What are prime numbers, and how did they move from the backwaters of abstract mathematical analysis to being vital for the way we live in the computer age? These are a couple of the questions that I look at in this episode of Restful Maths before reading a few out...ok before reading about 500 of them out.

Transcription:

The prime numbers form an infinite subset of the natural numbers; that is to say that they are all positive integers. It is the Greek mathematician Euclid who is credited with the proof that there are infinitely many prime numbers, back in the day, over 2000 years ago. Now although there are infinitely many of them, as we go along the number line they tend to get more difficult to identify, and currently the largest known prime is only about 23 and a quarter million digits long.

 

 A common explanation of what a prime number is is that it can only be divided by itself or one, but this does not stand up as a proper definition in itself. A more elegant definition of what a prime is is that it is a natural number with precisely 2 distinct factors; the only divisible by one and itself idea does not make explicit the distinct nature of the factors, so when asked to list the prime numbers people armed with this concept often start with the number 1, as it cannot be denied that it is divisible by one and itself. But one is not a prime number since it only has one factor.
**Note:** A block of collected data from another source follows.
//! Error types for the ingestion pipeline

use thiserror::Error;

/// Result type alias for ingestion operations
pub type Result<T> = std::result::Result<T, IngestError>;

/// Errors raised while discovering, fetching and decoding procurement feeds
///
/// Only [`IngestError::is_fatal`] errors stop a run; everything else is folded
/// into per-item statistics by the pipeline.
#[derive(Error, Debug)]
pub enum IngestError {
    #[error("HTTP request failed: {0}")]
    Http(#[from] reqwest::Error),

    #[error("HTTP {status} from {url}")]
    HttpStatus { url: String, status: u16 },

    #[error("IO error: {0}")]
    Io(#[from] std::io::Error),

    #[error("Archive error: {0}")]
    Archive(#[from] zip::result::ZipError),

    #[error("XML error: {0}")]
    Xml(#[from] quick_xml::Error),

    #[error("JSON error: {0}")]
    Json(#[from] serde_json::Error),

    #[error("Invalid URL: {0}")]
    Url(#[from] url::ParseError),

    #[error("Malformed feed: {0}")]
    MalformedFeed(String),

    #[error("Malformed entry: {0}")]
    MalformedEntry(String),

    #[error("Parse error: {0}")]
    Parse(String),

    #[error("No discovery strategy matches URL: {0}")]
    NoDiscoveryStrategy(String),

    #[error("Invalid configuration: {0}")]
    Config(String),

    #[error("Unknown source: {0}")]
    UnknownSource(String),

    #[error("Source already registered: {0}")]
    DuplicateSource(String),

    #[error("Worker panicked: {0}")]
    WorkerPanic(String),
}

impl IngestError {
    /// Configuration problems abort a run instead of being retried or skipped
    pub fn is_fatal(&self) -> bool {
        matches!(
            self,
            IngestError::NoDiscoveryStrategy(_)
                | IngestError::Config(_)
                | IngestError::UnknownSource(_)
                | IngestError::DuplicateSource(_)
        )
    }

    /// HTTP status of the failure, if the server answered
    pub fn status(&self) -> Option<u16> {
        match self {
            IngestError::HttpStatus { status, .. } => Some(*status),
            IngestError::Http(e) => e.status().map(|s| s.as_u16()),
            _ => None,
        }
    }
}

impl From<regex::Error> for IngestError {
    fn from(err: regex::Error) -> Self {
        IngestError::Parse(format!("Regex error: {}", err))
    }
}

impl From<IngestError> for licita_common::LicitaError {
    fn from(err: IngestError) -> Self {
        use licita_common::LicitaError;
        match err {
            IngestError::Io(e) => LicitaError::Io(e),
            IngestError::Json(e) => LicitaError::Serialization(e),
            IngestError::Http(_) | IngestError::HttpStatus { .. } => {
                LicitaError::Network(err.to_string())
            },
            IngestError::Config(_)
            | IngestError::NoDiscoveryStrategy(_)
            | IngestError::UnknownSource(_)
            | IngestError::DuplicateSource(_) => LicitaError::Config(err.to_string()),
            other => LicitaError::Parse(other.to_string()),
        }
    }
}
//! Archive download and base feed location
//!
//! Monthly archives are zip containers holding the base feed of the month
//! (`licitacionesPerfilesContratanteCompleto3.atom`) next to dated snapshots
//! (`..._20250301_101512.atom`). The base feed is the entry point of the
//! syndication chain. A bare gzip-compressed feed is accepted as a one-file
//! container.

use crate::discovery::ArchiveDescriptor;
use crate::error::{IngestError, Result};
use crate::framework::HttpClient;
use flate2::read::GzDecoder;
use std::io::{Cursor, Read};
use std::path::Path;
use std::sync::Arc;
use tracing::{debug, info, warn};

const FEED_EXTENSION: &str = ".atom";
const DATED_SUFFIX_DIGITS: usize = 6;

/// Container encoding, detected from the leading magic bytes
#[derive(Debug, Clone, Copy, PartialEq, Eq)]
pub enum ContainerFormat {
    Zip,
    Gzip,
}

impl ContainerFormat {
    pub fn detect(bytes: &[u8]) -> Option<Self> {
        match bytes {
            [b'P', b'K', 0x03, 0x04, ..] | [b'P', b'K', 0x05, 0x06, ..] => Some(Self::Zip),
            [0x1f, 0x8b, ..] => Some(Self::Gzip),
            _ => None,
        }
    }
}

/// A downloaded container and the feed documents it holds
#[derive(Debug, Clone)]
pub struct FeedArchive {
    name: String,
    format: ContainerFormat,
    bytes: Vec<u8>,
}

impl FeedArchive {
    /// Wrap raw bytes; `name` is the archive file name
    pub fn open(name: impl Into<String>, bytes: Vec<u8>) -> Result<Self> {
        let name = name.into();
        let format = ContainerFormat::detect(&bytes).ok_or_else(|| {
            IngestError::MalformedFeed(format!("{} is neither a zip nor a gzip container", name))
        })?;

        Ok(Self {
            name,
            format,
            bytes,
        })
    }

    /// Read a local archive file
    pub async fn from_path(path: &Path) -> Result<Self> {
        let bytes = tokio::fs::read(path).await?;
        let name = path
            .file_name()
            .map(|n| n.to_string_lossy().into_owned())
            .unwrap_or_else(|| path.display().to_string());
        Self::open(name, bytes)
    }

    pub fn name(&self) -> &str {
        &self.name
    }

    pub fn format(&self) -> ContainerFormat {
        self.format
    }

    pub fn bytes(&self) -> &[u8] {
        &self.bytes
    }

    /// Names of the feed documents inside the container, in archive order
    pub fn feed_names(&self) -> Result<Vec<String>> {
        match self.format {
            ContainerFormat::Zip => {
                let archive = zip::ZipArchive::new(Cursor::new(self.bytes.as_slice()))?;
                Ok(archive
                    .file_names()
                    .filter(|name| !name.ends_with('/') && is_feed_name(name))
                    .map(str::to_string)
                    .collect())
            },
            ContainerFormat::Gzip => Ok(vec![self.gzip_member_name()]),
        }
    }

    /// The base feed, or `None` when the container holds no feed at all
    pub fn base_feed_name(&self) -> Result<Option<String>> {
        Ok(locate_base_feed(&self.feed_names()?, &self.name))
    }

    /// Decompressed content of one feed document
    ///
    /// A gzip container holds exactly one feed, so `feed_name` is only
    /// consulted for zip containers.
    pub fn read_feed(&self, feed_name: &str) -> Result<Vec<u8>> {
        let mut content = Vec::new();
        match self.format {
            ContainerFormat::Zip => {
                let mut archive = zip::ZipArchive::new(Cursor::new(self.bytes.as_slice()))?;
                let mut file = archive.by_name(feed_name)?;
                file.read_to_end(&mut content)?;
            },
            ContainerFormat::Gzip => {
                GzDecoder::new(self.bytes.as_slice()).read_to_end(&mut content)?;
            },
        }

        debug!(
            archive = %self.name,
            feed = %feed_name,
            compressed = self.bytes.len(),
            bytes = content.len(),
            "Decompressed feed"
        );
        Ok(content)
    }

    fn gzip_member_name(&self) -> String {
        let stem = self
            .name
            .strip_suffix(".gz")
            .or_else(|| self.name.strip_suffix(".GZ"))
            .unwrap_or(&self.name);
        if is_feed_name(stem) {
            stem.to_string()
        } else {
            format!("{}{}", stem, FEED_EXTENSION)
        }
    }
}

fn is_feed_name(name: &str) -> bool {
    name.to_lowercase().ends_with(FEED_EXTENSION)
}

fn basename(name: &str) -> &str {
    name.rsplit('/').next().unwrap_or(name)
}

fn has_dated_suffix(name: &str) -> bool {
    let mut run = 0;
    for c in basename(name).chars() {
        if c.is_ascii_digit() {
            run += 1;
            if run >= DATED_SUFFIX_DIGITS {
                return true;
            }
        } else {
            run = 0;
        }
    }
    false
}

/// Pick the undated feed; fall back to the first feed with a warning
pub fn locate_base_feed(feed_names: &[String], archive: &str) -> Option<String> {
    if let Some(base) = feed_names.iter().find(|name| !has_dated_suffix(name)) {
        return Some(base.clone());
    }

    let first = feed_names.first()?;
    warn!(
        archive = %archive,
        feed = %first,
        candidates = feed_names.len(),
        "No undated base feed found, using first feed"
    );
    Some(first.clone())
}

/// An archive downloaded for one descriptor
#[derive(Debug, Clone)]
pub struct FetchedArchive {
    pub descriptor: ArchiveDescriptor,
    pub archive: FeedArchive,
    /// `None` means the container holds no feed and should be skipped
    pub base_feed: Option<String>,
}

/// Downloads archives and locates their base feed
pub struct ArchiveFetcher {
    http: Arc<HttpClient>,
}

impl ArchiveFetcher {
    pub fn new(http: Arc<HttpClient>) -> Self {
        Self { http }
    }

    pub async fn fetch_and_locate_base_feed(
        &self,
        descriptor: &ArchiveDescriptor,
    ) -> Result<FetchedArchive> {
        info!(archive = %descriptor.filename, url = %descriptor.url, "Downloading archive");

        let bytes = self.http.get_bytes(&descriptor.url).await?;
        let archive = FeedArchive::open(descriptor.filename.clone(), bytes)?;
        let base_feed = archive.base_feed_name()?;

        match &base_feed {
            Some(feed) => debug!(archive = %descriptor.filename, feed = %feed, "Located base feed"),
            None => warn!(archive = %descriptor.filename, "Archive contains no feed documents"),
        }

        Ok(FetchedArchive {
            descriptor: descriptor.clone(),
            archive,
            base_feed,
        })
    }
}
Throughout the history of classical and modern mathematics from Euclid in 300 BC, through the medieval Islamic mathematicians, the enlightenment and on to today, one has largely been excluded from the primes. Indeed up until the renaissance, whether one was even a number at all for the purpose of analysis was a big can of worms in the world of mathematics.

You notice I say that one has largely been excluded from the list of primes. In the 18th and 19th centuries there were some mathematicians who posited that one is prime, but it was never generally accepted.  Apart from not conforming to our modern definition of what a prime is, acceptance of the primality of one would require a lot of established maths, such as the fundamental theorem of arithmetic, to be redefined to exclude it.

So, what is the first prime number? Well it is also the only even prime number, and that number is 2. Interestingly to some classical Greek mathematicians 2 was not prime as they considered primes to be a subset of the odd naturals. Euclid considered it to be prime, so I guess the ancient Greeks weren’t all barking mad.

With our reliance on computers and the internet the primes have been flung from the backwaters of abstract mathematical analysis and philosophy to one of the cornerstones of how we live today. Computer encryption is dependent on using  prime factors pairs of very large numbers – numbers so large that even a computer is unable to work out which 2 prime numbers were used to make them.

Links:

Prime numbers - the Wikipedia take

Prime numbers and encryption (ABC Australia)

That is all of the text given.